START Material for this task

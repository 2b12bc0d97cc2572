//! Progress channel handlers.
//!
//! Each subscriber gets its own replay of a scripted generation run. The
//! socket is closed by the server once the terminal status has been sent.

use std::sync::Arc;

use axum::{
    extract::{
        Path, State,
        ws::{Message, WebSocket, WebSocketUpgrade},
    },
    http::StatusCode,
    response::IntoResponse,
};
use genwatch_shared::dto::GenerationStatus;

use crate::{
    progress::{ProgressUpdate, failed_run, successful_run},
    ui::state::AppState,
};

const FAILURE_REASON: &str = "Tests failed during review";

/// `GET /assignments/{id}/generation/`
pub async fn assignment_progress(
    ws: WebSocketUpgrade,
    State(state): State<Arc<AppState>>,
    Path(id): Path<u64>,
) -> Result<impl IntoResponse, StatusCode> {
    let run = {
        let store = state.store.lock().await;
        let Some(assignment) = store.get(id) else {
            tracing::warn!("Progress requested for unknown assignment {}", id);
            return Err(StatusCode::NOT_FOUND);
        };
        if assignment.generation_status == GenerationStatus::Failed {
            failed_run(FAILURE_REASON)
        } else {
            successful_run()
        }
    };

    tracing::info!("Subscriber connected to assignment {}", id);
    Ok(ws.on_upgrade(move |socket| async move {
        let outcome = replay(socket, &state, run, &format!("assignment {}", id)).await;
        if let Some(status) = outcome {
            state.store.lock().await.set_generation_status(id, status);
        }
    }))
}

/// `GET /projects/{id}/progress/`
pub async fn project_progress(
    ws: WebSocketUpgrade,
    State(state): State<Arc<AppState>>,
    Path(id): Path<String>,
) -> impl IntoResponse {
    tracing::info!("Subscriber connected to project {}", id);
    ws.on_upgrade(move |socket| async move {
        replay(socket, &state, successful_run(), &format!("project {}", id)).await;
    })
}

/// Send `run` to the subscriber, one update per step delay, then close.
///
/// Returns the final generation status when the whole run was delivered.
async fn replay(
    mut socket: WebSocket,
    state: &AppState,
    run: Vec<ProgressUpdate>,
    label: &str,
) -> Option<GenerationStatus> {
    let mut outcome = None;

    for (i, update) in run.iter().enumerate() {
        if i > 0 {
            tokio::time::sleep(state.step_delay).await;
        }

        let json = match serde_json::to_string(update) {
            Ok(json) => json,
            Err(e) => {
                tracing::error!("Failed to encode progress update: {}", e);
                return None;
            }
        };
        if let Err(e) = socket.send(Message::Text(json.into())).await {
            tracing::info!("Subscriber of {} went away: {}", label, e);
            return None;
        }
        tracing::debug!("Sent '{}' to subscriber of {}", update.status, label);

        if update.is_terminal() {
            outcome = Some(if update.status == "completed" {
                GenerationStatus::Completed
            } else {
                GenerationStatus::Failed
            });
            break;
        }
    }

    if let Err(e) = socket.send(Message::Close(None)).await {
        tracing::debug!("Failed to send close frame to {}: {}", label, e);
    }
    tracing::info!("Replay for {} finished", label);
    outcome
}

END Material for this task

What you need to do:
Give back precisely the lines above that start at the line containing "let store = state.store.lock().await;" and end at the line containing "run was delivered.", inclusive. No other lines belong in the output.

Answer box:
        let store = state.store.lock().await;
        let Some(assignment) = store.get(id) else {
            tracing::warn!("Progress requested for unknown assignment {}", id);
            return Err(StatusCode::NOT_FOUND);
        };
        if assignment.generation_status == GenerationStatus::Failed {
            failed_run(FAILURE_REASON)
        } else {
            successful_run()
        }
    };

    tracing::info!("Subscriber connected to assignment {}", id);
    Ok(ws.on_upgrade(move |socket| async move {
        let outcome = replay(socket, &state, run, &format!("assignment {}", id)).await;
        if let Some(status) = outcome {
            state.store.lock().await.set_generation_status(id, status);
        }
    }))
}

/// `GET /projects/{id}/progress/`
pub async fn project_progress(
    ws: WebSocketUpgrade,
    State(state): State<Arc<AppState>>,
    Path(id): Path<String>,
) -> impl IntoResponse {
    tracing::info!("Subscriber connected to project {}", id);
    ws.on_upgrade(move |socket| async move {
        replay(socket, &state, successful_run(), &format!("project {}", id)).await;
    })
}

/// Send `run` to the subscriber, one update per step delay, then close.
///
/// Returns the final generation status when the whole run was delivered.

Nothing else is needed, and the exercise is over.